What keeps you up at night? Is it the sheer volume of data? Manual recovery processes? Mainframe skills and application knowledge gaps? Silos of responsibility? If so, you’re not alone. These are among the operational resilience challenges Gartner identified in a 2022 report.

“Applications and APIs are expanding to make more business functionality accessible,” according to the Gartner 2022 Planning Guide for Security and Risk Management. “Along with these trends, security and risk management professionals are facing an increasing number of hazards from a growing and varying threat environment.”

With these trends come additional risk. To ensure these risks are taken seriously, the European Union seeks to strengthen the IT security of financial entities with the Digital Operational Resiliency (DORA) legislation. The legislation affects not only banks, insurance companies and financial markets in the EU, but also organizations that conduct business with these financial entities.

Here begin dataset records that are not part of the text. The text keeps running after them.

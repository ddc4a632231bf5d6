// Error types for the campaign server.
//
// `StoreError` comes out of the file-backed campaign store. `SessionError` is
// what a single request can fail with; the session turns it into an `ERROR`
// reply via `reply_text`, which is always a fixed string. Paths and OS
// error details go to the log, never to the peer.

use std::io;
use std::path::PathBuf;

/// Failure inside the campaign store.
#[derive(Debug, thiserror::Error)]
pub enum StoreError {
    #[error("character not found: {0}")]
    NotFound(String),

    #[error("invalid name: {0:?}")]
    InvalidName(String),

    #[error("storage failure at {}: {source}", .path.display())]
    Io {
        path: PathBuf,
        #[source]
        source: io::Error,
    },

    #[error("corrupt data at {}: {source}", .path.display())]
    Corrupt {
        path: PathBuf,
        #[source]
        source: serde_json::Error,
    },
}

impl StoreError {
    pub(crate) fn io(path: impl Into<PathBuf>, source: io::Error) -> Self {
        Self::Io {
            path: path.into(),
            source,
        }
    }

    pub(crate) fn corrupt(path: impl Into<PathBuf>, source: serde_json::Error) -> Self {
        Self::Corrupt {
            path: path.into(),
            source,
        }
    }

    /// True for faults of the storage itself rather than of the request.
    pub fn is_storage_failure(&self) -> bool {
        matches!(self, Self::Io { .. } | Self::Corrupt { .. })
    }
}

/// Why a single request was refused.
#[derive(Debug, thiserror::Error)]
pub enum SessionError {
    /// The request is not legal in the session's current state, or its type
    /// is not a request at all.
    #[error("{0}")]
    ProtocolViolation(&'static str),

    #[error("already assigned")]
    AlreadyAssigned,

    #[error("assigned to other player")]
    AssignedToOtherPlayer,

    #[error("malformed character")]
    MalformedCharacter(#[source] serde_json::Error),

    #[error(transparent)]
    Store(#[from] StoreError),
}

impl SessionError {
    pub const NOT_AUTHENTICATED: Self = Self::ProtocolViolation("not authenticated");
    pub const NOT_PICKED: Self = Self::ProtocolViolation("not picked");
    pub const UNKNOWN_COMMAND: Self = Self::ProtocolViolation("unknown command");
    pub const EDIT_ABORTED: Self = Self::ProtocolViolation("edit aborted");

    /// Payload of the `ERROR` reply sent to the peer.
    pub fn reply_text(&self) -> &'static str {
        match self {
            Self::ProtocolViolation(reason) => *reason,
            Self::AlreadyAssigned => "already assigned",
            Self::AssignedToOtherPlayer => "assigned to other player",
            Self::MalformedCharacter(_) => "malformed character",
            Self::Store(StoreError::NotFound(_)) => "character not found",
            Self::Store(StoreError::InvalidName(_)) => "invalid character name",
            Self::Store(StoreError::Io { .. } | StoreError::Corrupt { .. }) => "storage failure",
        }
    }
}

/// Failure to bring the server up.
#[derive(Debug, thiserror::Error)]
pub enum StartError {
    #[error("could not open campaign: {0}")]
    Store(#[from] StoreError),

    #[error("could not listen: {0}")]
    Bind(#[from] io::Error),
}

#[cfg(test)]
mod tests {
    use super::*;

    #[test]
    fn reply_texts_hide_details() {
        let err = SessionError::from(StoreError::io(
            "/srv/Data/secret/Aria",
            io::Error::other("disk on fire"),
        ));
        assert_eq!(err.reply_text(), "storage failure");
        assert!(err.to_string().contains("disk on fire"));

        let err = SessionError::from(StoreError::NotFound("Aria".into()));
        assert_eq!(err.reply_text(), "character not found");
    }

    #[test]
    fn protocol_violations_reply_with_their_reason() {
        assert_eq!(SessionError::NOT_PICKED.reply_text(), "not picked");
        assert_eq!(SessionError::UNKNOWN_COMMAND.to_string(), "unknown command");
        assert_eq!(
            SessionError::AssignedToOtherPlayer.reply_text(),
            "assigned to other player"
        );
    }
}
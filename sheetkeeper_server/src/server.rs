// TCP server for a single campaign.
//
// Architecture: thread per connection, shared store.
//
// - **Listener thread**: nonblocking `accept()` loop that polls
//   `keep_running` between attempts. Each accepted stream is registered in
//   the connection table and handed to a new worker thread.
// - **Worker threads** (one per client): own that client's `Session`. They
//   read an envelope, feed it to the session, and write back every reply
//   before reading the next one, so replies to one client are strictly
//   ordered. All workers share one `Arc<CampaignStore>`; the store's locks
//   are the only synchronization between them.
//
// A frame that arrives intact but does not decode to an envelope is logged
// and skipped. An I/O error or end of stream ends that connection only.
//
// Shutdown: `ServerHandle::stop` clears `keep_running`. The listener thread
// then leaves its loop, shuts down every socket still in the connection
// table so workers blocked in `read` return, and joins the workers.

use std::collections::HashMap;
use std::io::{self, BufReader, BufWriter};
use std::net::{Shutdown, SocketAddr, TcpListener, TcpStream};
use std::path::PathBuf;
use std::sync::atomic::{AtomicBool, Ordering};
use std::sync::{Arc, Mutex, PoisonError};
use std::thread;
use std::time::Duration;

use sheetkeeper_protocol::codec::{WireError, read_envelope, write_envelope};

use crate::error::StartError;
use crate::session::Session;
use crate::store::CampaignStore;

pub const DEFAULT_PORT: u16 = 6666;

const ACCEPT_POLL_INTERVAL: Duration = Duration::from_millis(50);

/// Open sockets by connection id, kept so shutdown can unblock workers.
type ConnectionTable = Arc<Mutex<HashMap<u64, TcpStream>>>;

/// Configuration for starting a campaign server.
#[derive(Clone, Debug)]
pub struct ServerConfig {
    pub host: String,
    pub port: u16,
    pub data_root: PathBuf,
    pub campaign: String,
}

impl Default for ServerConfig {
    fn default() -> Self {
        Self {
            host: "0.0.0.0".into(),
            port: DEFAULT_PORT,
            data_root: PathBuf::from("."),
            campaign: String::new(),
        }
    }
}

/// Handle returned by `start_server` to control the running server.
pub struct ServerHandle {
    keep_running: Arc<AtomicBool>,
    thread: Option<thread::JoinHandle<()>>,
}

impl ServerHandle {
    /// Stop accepting, disconnect every client, and wait for all threads.
    pub fn stop(mut self) {
        self.keep_running.store(false, Ordering::SeqCst);
        self.join_listener();
    }

    /// Block until the server stops. Only returns early if the listener
    /// thread dies on its own.
    pub fn join(mut self) {
        self.join_listener();
    }

    fn join_listener(&mut self) {
        if let Some(handle) = self.thread.take() {
            if handle.join().is_err() {
                tracing::error!("listener thread panicked");
            }
        }
    }
}

/// Open the configured campaign and start serving it on a background
/// thread. Returns the handle and the bound address (port 0 lets the OS
/// pick one).
pub fn start_server(config: ServerConfig) -> Result<(ServerHandle, SocketAddr), StartError> {
    let store = Arc::new(CampaignStore::open(&config.data_root, &config.campaign)?);
    let listener = TcpListener::bind((config.host.as_str(), config.port))?;
    let addr = listener.local_addr()?;
    listener.set_nonblocking(true)?;
    tracing::info!(%addr, campaign = store.campaign(), "server listening");

    let keep_running = Arc::new(AtomicBool::new(true));
    let keep_running_listener = Arc::clone(&keep_running);
    let thread = thread::Builder::new()
        .name("sheetkeeper-listener".into())
        .spawn(move || accept_loop(listener, store, keep_running_listener))?;

    Ok((
        ServerHandle {
            keep_running,
            thread: Some(thread),
        },
        addr,
    ))
}

fn accept_loop(listener: TcpListener, store: Arc<CampaignStore>, keep_running: Arc<AtomicBool>) {
    let connections: ConnectionTable = Arc::default();
    let mut workers: Vec<thread::JoinHandle<()>> = Vec::new();
    let mut next_id: u64 = 0;

    while keep_running.load(Ordering::SeqCst) {
        match listener.accept() {
            Ok((stream, peer)) => {
                next_id += 1;
                match spawn_worker(next_id, stream, peer, &store, &connections) {
                    Ok(worker) => workers.push(worker),
                    Err(e) => tracing::warn!(%peer, error = %e, "could not start connection"),
                }
                workers.retain(|worker| !worker.is_finished());
            }
            Err(e) if e.kind() == io::ErrorKind::WouldBlock => {
                thread::sleep(ACCEPT_POLL_INTERVAL);
            }
            Err(e) if e.kind() == io::ErrorKind::Interrupted => {}
            Err(e) => {
                tracing::error!(error = %e, "accept failed, no longer listening");
                break;
            }
        }
    }

    let open: Vec<TcpStream> = connections
        .lock()
        .unwrap_or_else(PoisonError::into_inner)
        .drain()
        .map(|(_, stream)| stream)
        .collect();
    for stream in open {
        // The peer may already be gone; nothing to do then.
        let _ = stream.shutdown(Shutdown::Both);
    }
    for worker in workers {
        if worker.join().is_err() {
            tracing::error!("connection thread panicked");
        }
    }
    tracing::info!("server stopped");
}

fn spawn_worker(
    id: u64,
    stream: TcpStream,
    peer: SocketAddr,
    store: &Arc<CampaignStore>,
    connections: &ConnectionTable,
) -> io::Result<thread::JoinHandle<()>> {
    stream.set_nonblocking(false)?;
    let reader = BufReader::new(stream.try_clone()?);
    let registered = stream.try_clone()?;
    let writer = BufWriter::new(stream);
    connections
        .lock()
        .unwrap_or_else(PoisonError::into_inner)
        .insert(id, registered);

    let session = Session::new(Arc::clone(store));
    let table = Arc::clone(connections);
    let spawned = thread::Builder::new()
        .name(format!("sheetkeeper-conn-{id}"))
        .spawn(move || {
            let span = tracing::info_span!("connection", id, %peer);
            let _entered = span.enter();
            tracing::info!("client connected");
            serve_connection(session, reader, writer);
            table
                .lock()
                .unwrap_or_else(PoisonError::into_inner)
                .remove(&id);
            tracing::info!("client disconnected");
        });
    if spawned.is_err() {
        connections
            .lock()
            .unwrap_or_else(PoisonError::into_inner)
            .remove(&id);
    }
    spawned
}

/// Read-dispatch-reply loop for one client.
fn serve_connection(
    mut session: Session,
    mut reader: BufReader<TcpStream>,
    mut writer: BufWriter<TcpStream>,
) {
    loop {
        let message = match read_envelope(&mut reader) {
            Ok(Some(message)) => message,
            Ok(None) => break,
            Err(WireError::Malformed(e)) => {
                tracing::warn!(error = %e, "ignoring malformed message");
                continue;
            }
            Err(WireError::Io(e)) => {
                tracing::debug!(error = %e, "connection read failed");
                break;
            }
        };

        tracing::trace!(kind = ?message.kind, "request");
        for reply in session.handle(message) {
            if let Err(e) = write_envelope(&mut writer, &reply) {
                tracing::debug!(error = %e, "connection write failed");
                return;
            }
        }
        if session.is_closed() {
            break;
        }
    }
}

It’s easy to understand why DORA has been enacted. The basic requirement of DORA is that businesses will ultimately be able to demonstrate to auditors that their technology infrastructure provides the capabilities to recover from any issue: be it a cyber attack, a data breach or a simple accident where critical information is inadvertently deleted by a user. 

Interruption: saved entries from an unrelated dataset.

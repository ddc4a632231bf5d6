// The message envelope exchanged in both directions.
//
// Requests and replies share one shape, `{ "type": ..., "payload": ... }`.
// Which types are legal at a given moment is decided by the server's session
// state machine, not here. On the wire the type is the uppercase variant
// name (`"AUTH"`, `"OK"`, ...).

use serde::{Deserialize, Serialize};

/// Prefix of the `MESSAGE` reply to `AUTH` when the player already owns a
/// character. The character name follows it.
pub const PREVIOUS_CHARACTER_PREFIX: &str = "Found your previous character: ";

/// Every kind of envelope either side may send.
#[derive(Clone, Copy, Debug, PartialEq, Eq, Hash, Serialize, Deserialize)]
#[serde(rename_all = "UPPERCASE")]
pub enum MessageType {
    /// Client → server: identify as the player named in the payload.
    Auth,
    /// Free text or a serialized character, in either direction.
    Message,
    /// Client → server: start the edit dialogue for the assigned character.
    Set,
    /// Success, or "commit" inside the edit dialogue.
    Ok,
    /// Failure; the payload is a short description.
    Error,
    /// Client → server: claim the character named in the payload.
    Pick,
    /// Client → server: list unowned characters.
    List,
    /// Client → server: render the assigned character's sheet.
    View,
    /// Client → server: end the connection.
    Close,
    /// Client → server: abandon the edit dialogue.
    Discard,
}

/// A single protocol message.
#[derive(Clone, Debug, PartialEq, Eq, Serialize, Deserialize)]
pub struct Message {
    #[serde(rename = "type")]
    pub kind: MessageType,
    #[serde(default)]
    pub payload: String,
}

impl Message {
    pub fn new(kind: MessageType, payload: impl Into<String>) -> Self {
        Self {
            kind,
            payload: payload.into(),
        }
    }

    /// A message whose type says everything; the payload is empty.
    pub fn bare(kind: MessageType) -> Self {
        Self::new(kind, String::new())
    }

    pub fn ok() -> Self {
        Self::bare(MessageType::Ok)
    }

    pub fn error(reason: impl Into<String>) -> Self {
        Self::new(MessageType::Error, reason)
    }

    pub fn text(payload: impl Into<String>) -> Self {
        Self::new(MessageType::Message, payload)
    }

    pub fn is_error(&self) -> bool {
        self.kind == MessageType::Error
    }
}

Further, DORA takes an all-inclusive view. A business is responsible for its IT environment as a whole, and not simply the machines it operates on the raised floor. Your IT staff may consist of admins and storage architects. You may have workloads running both on-premise and in cloud environments offsite. To DORA, it's all the same, and your business is responsible for every bit of it. Whatever might happen, you must be able to prove that you have all the pieces in place to swiftly recover.

Operational Resilience and DORA’s Requirements

Though there are many definitions of Operational Resilience, I believe Gartner’s Information Technology Glossary sums it up. "Operational resilience is defined as initiatives that expand business continuity management programs to focus on the impacts, connected risk appetite and tolerance levels for disruption of product or service delivery to internal and external stakeholders (such as employees, customers, citizens and partners).”

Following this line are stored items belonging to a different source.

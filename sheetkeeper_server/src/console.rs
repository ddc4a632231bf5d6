// Interactive line-oriented console for players.
//
// Generic over its input and output so the binary can drive it from
// stdin/stdout and tests can feed it a script. Commands are matched
// case-insensitively:
//
//   auth   re-authenticate under another name
//   pick   list unowned characters, then claim one (or a new name)
//   view   print the assigned character's sheet
//   set    edit the assigned character (see below)
//   help   print the command list
//   quit   close the connection (also `exit`, `q`, or end of input)
//
// `set` fetches the record and enters an edit loop that modifies it
// locally: stat / save / skill / class / level / max health / health /
// heal / harm. `done` sends the edited record to the server, `undo` throws
// it away. Nothing is stored until `done`.
//
// Refusals from the server are printed and the console keeps going; a
// broken connection ends `run` with an error.

use std::io::{BufRead, Write};

use sheetkeeper_protocol::message::PREVIOUS_CHARACTER_PREFIX;
use sheetkeeper_sheet::CharacterRecord;

use crate::client::{CampaignClient, ClientError};

const HELP: &str = "\
The following commands are available:
auth - re-authenticate
pick - pick a character
view - view a character sheet
set - set a value in a character sheet
help - print this message
quit - leave";

const SET_HELP: &str = "\
Enter:
stat - to set stat, save - to set save proficiency, skill - to set skill proficiency
class - to set class, level - to set level, max health - to set max health
health - to set current health, heal - to add to current health, harm - to subtract from current health
Enter 'done' to stop setting values and save the result
Enter 'undo' to stop setting values and discard the result";

enum Flow {
    Continue,
    Quit,
}

pub struct Console<R, W> {
    client: CampaignClient,
    input: R,
    output: W,
}

impl<R: BufRead, W: Write> Console<R, W> {
    pub fn new(client: CampaignClient, input: R, output: W) -> Self {
        Self {
            client,
            input,
            output,
        }
    }

    /// Authenticate, then process commands until the player quits or the
    /// input ends. Closes the connection on the way out.
    pub fn run(mut self) -> Result<(), ClientError> {
        let authenticated = self.authenticate();
        if let Flow::Continue = self.report_refusal(authenticated)? {
            writeln!(self.output, "{HELP}")?;
            while let Some(line) = self.read_line()? {
                writeln!(self.output, "---------------------------------")?;
                if let Flow::Quit = self.dispatch(&line.to_lowercase())? {
                    break;
                }
            }
        }
        self.output.flush()?;
        self.client.close()
    }

    fn dispatch(&mut self, command: &str) -> Result<Flow, ClientError> {
        let outcome = match command {
            "auth" => self.authenticate(),
            "pick" => self.pick(),
            "view" => self.view(),
            "set" => self.set(),
            "help" => {
                writeln!(self.output, "{HELP}")?;
                Ok(Flow::Continue)
            }
            "quit" | "exit" | "q" => Ok(Flow::Quit),
            _ => {
                writeln!(self.output, "Unknown command")?;
                Ok(Flow::Continue)
            }
        };
        self.report_refusal(outcome)
    }

    /// Print a server refusal and carry on; anything else is fatal.
    fn report_refusal(&mut self, outcome: Result<Flow, ClientError>) -> Result<Flow, ClientError> {
        match outcome {
            Err(ClientError::Rejected(reason)) => {
                writeln!(self.output, "An error occurred: {reason}")?;
                Ok(Flow::Continue)
            }
            other => other,
        }
    }

    fn authenticate(&mut self) -> Result<Flow, ClientError> {
        let Some(player) = self.prompt("Enter your player name...")? else {
            return Ok(Flow::Quit);
        };
        let previous = self.client.auth(&player)?;
        writeln!(self.output, "Authenticated successfully")?;
        if let Some(character) = previous {
            writeln!(self.output, "{PREVIOUS_CHARACTER_PREFIX}{character}")?;
        }
        Ok(Flow::Continue)
    }

    fn pick(&mut self) -> Result<Flow, ClientError> {
        let unowned = self.client.list()?;
        writeln!(self.output, "{}", unowned.join("\n"))?;
        let Some(name) = self.prompt(
            "Enter the name of one of the characters above to choose them or a new name, to create a new character.",
        )?
        else {
            return Ok(Flow::Quit);
        };
        self.client.pick(&name)?;
        writeln!(self.output, "You have been assigned a character {name}")?;
        Ok(Flow::Continue)
    }

    fn view(&mut self) -> Result<Flow, ClientError> {
        let sheet = self.client.view()?;
        writeln!(self.output, "{sheet}")?;
        Ok(Flow::Continue)
    }

    fn set(&mut self) -> Result<Flow, ClientError> {
        let mut record = self.client.begin_edit()?;
        writeln!(self.output, "Character received successfully")?;
        writeln!(self.output, "{SET_HELP}")?;

        loop {
            let Some(line) = self.read_line()? else {
                self.client.discard_edit()?;
                return Ok(Flow::Quit);
            };
            match line.to_lowercase().as_str() {
                "done" => {
                    self.client.commit_edit(&record)?;
                    writeln!(self.output, "Character saved")?;
                    return Ok(Flow::Continue);
                }
                "undo" => {
                    self.client.discard_edit()?;
                    writeln!(self.output, "Changes discarded")?;
                    return Ok(Flow::Continue);
                }
                field => {
                    if !self.edit_field(&mut record, field)? {
                        self.client.discard_edit()?;
                        return Ok(Flow::Quit);
                    }
                }
            }
        }
    }

    /// Apply one edit command to the local copy. Returns `false` if the
    /// input ended mid-command.
    fn edit_field(&mut self, record: &mut CharacterRecord, field: &str) -> Result<bool, ClientError> {
        let result = match field {
            "stat" => match self.prompt_named("stat")? {
                Some((name, value)) => record.set_stat_value(&name, value),
                None => return Ok(false),
            },
            "save" => match self.prompt_named("save")? {
                Some((name, value)) => record.set_save_proficiency(&name, value),
                None => return Ok(false),
            },
            "skill" => match self.prompt_named("skill")? {
                Some((name, value)) => record.set_skill_proficiency(&name, value),
                None => return Ok(false),
            },
            "class" => match self.prompt("Enter class")? {
                Some(class) => {
                    record.set_character_class(class.to_lowercase());
                    Ok(())
                }
                None => return Ok(false),
            },
            "level" => match self.prompt_number("Enter level")? {
                Some(level) => {
                    record.set_level(level);
                    Ok(())
                }
                None => return Ok(false),
            },
            "max health" => match self.prompt_number("Enter new max health")? {
                Some(hp) => {
                    record.set_max_hp(hp);
                    Ok(())
                }
                None => return Ok(false),
            },
            "health" => match self.prompt_number("Enter new current health")? {
                Some(hp) => {
                    record.set_current_hp(hp);
                    Ok(())
                }
                None => return Ok(false),
            },
            "heal" => match self.prompt_number("Enter amount to heal")? {
                Some(amount) => {
                    record.apply_heal(amount);
                    Ok(())
                }
                None => return Ok(false),
            },
            "harm" => match self.prompt_number("Enter amount to harm")? {
                Some(amount) => {
                    record.apply_damage(amount);
                    Ok(())
                }
                None => return Ok(false),
            },
            _ => {
                writeln!(self.output, "Unknown command")?;
                Ok(())
            }
        };
        if let Err(e) = result {
            writeln!(self.output, "{e}")?;
        }
        Ok(true)
    }

    // -- Line input ---------------------------------------------------------

    /// Ask for a stat or skill name and then a value.
    fn prompt_named(&mut self, what: &str) -> Result<Option<(String, i32)>, ClientError> {
        let Some(name) = self.prompt(&format!("Enter {what}"))? else {
            return Ok(None);
        };
        let Some(value) = self.prompt_number("Enter value")? else {
            return Ok(None);
        };
        Ok(Some((name.trim().to_lowercase(), value)))
    }

    fn prompt(&mut self, text: &str) -> Result<Option<String>, ClientError> {
        writeln!(self.output, "{text}")?;
        self.output.flush()?;
        self.read_line()
    }

    /// Prompt until the player enters an integer.
    fn prompt_number(&mut self, text: &str) -> Result<Option<i32>, ClientError> {
        loop {
            let Some(line) = self.prompt(text)? else {
                return Ok(None);
            };
            match line.trim().parse() {
                Ok(number) => return Ok(Some(number)),
                Err(_) => writeln!(self.output, "Not a number: {line}")?,
            }
        }
    }

    fn read_line(&mut self) -> Result<Option<String>, ClientError> {
        self.output.flush()?;
        let mut line = String::new();
        if self.input.read_line(&mut line)? == 0 {
            return Ok(None);
        }
        Ok(Some(line.trim_end_matches(['\r', '\n']).to_owned()))
    }
}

Ireland's International Financial Services Centre (IFSC), outlines the key DORA dates and milestones. Entities that violate the act's requirements may face fines of up to 2% of their total annual worldwide turnover or, in the case of an individual, a maximum fine of EUR 1,000,000, according to IFSC.

Though DORA is focused on the financial industry, its impact will be felt throughout the business world. While other nations and certain industries are adopting similar measures such as the Cyber Incident Reporting for Critical Infrastructure Act of 2022 (CIRCIA), DORA, which will be phased in by January 2025, may be the most significant development to date in the area of cybersecurity and data resiliency.

Building Resiliency and Cybersecurity Into Your IT Framework 

It's an obvious but also an important point: Getting current on mainframe hardware and software is a critical first step toward achieving cybersecurity and data resiliency. If you're three generations back on hardware or you’re running five back levels of z/OS, your organization simply won't be as secure as it could be. z/OS V2.5, released in 2021, boasts an array of security and data privacy capabilities.  And of course, the IBM z16 debuted in 2022.

Tools are another critical consideration. The IBM Z Batch Resiliency management solution (IZBR) provides a single point of control for IBM Z backup and recovery audit and control. The automated tool manages applications and non-database managed data (e.g., VSAM, sequential, batch, etc.) And for those who have an air-gapped copy, it provides an inventory of and can surgically recover ALL data sets from Db2 to IMS and PDS, etc., making it an ideal fit for the DORA framework.

DORA Changes the Data Resiliency Game: Stay Ahead of It

In certain respects, I believe DORA is telling us to go back to the old standards. Very few organizations do true testing at all anymore. Today, we test the hardware and fail it over. We test specific applications. We don’t practice restoring our business after an event. We must be able to run our business after a restore. It HAS to work!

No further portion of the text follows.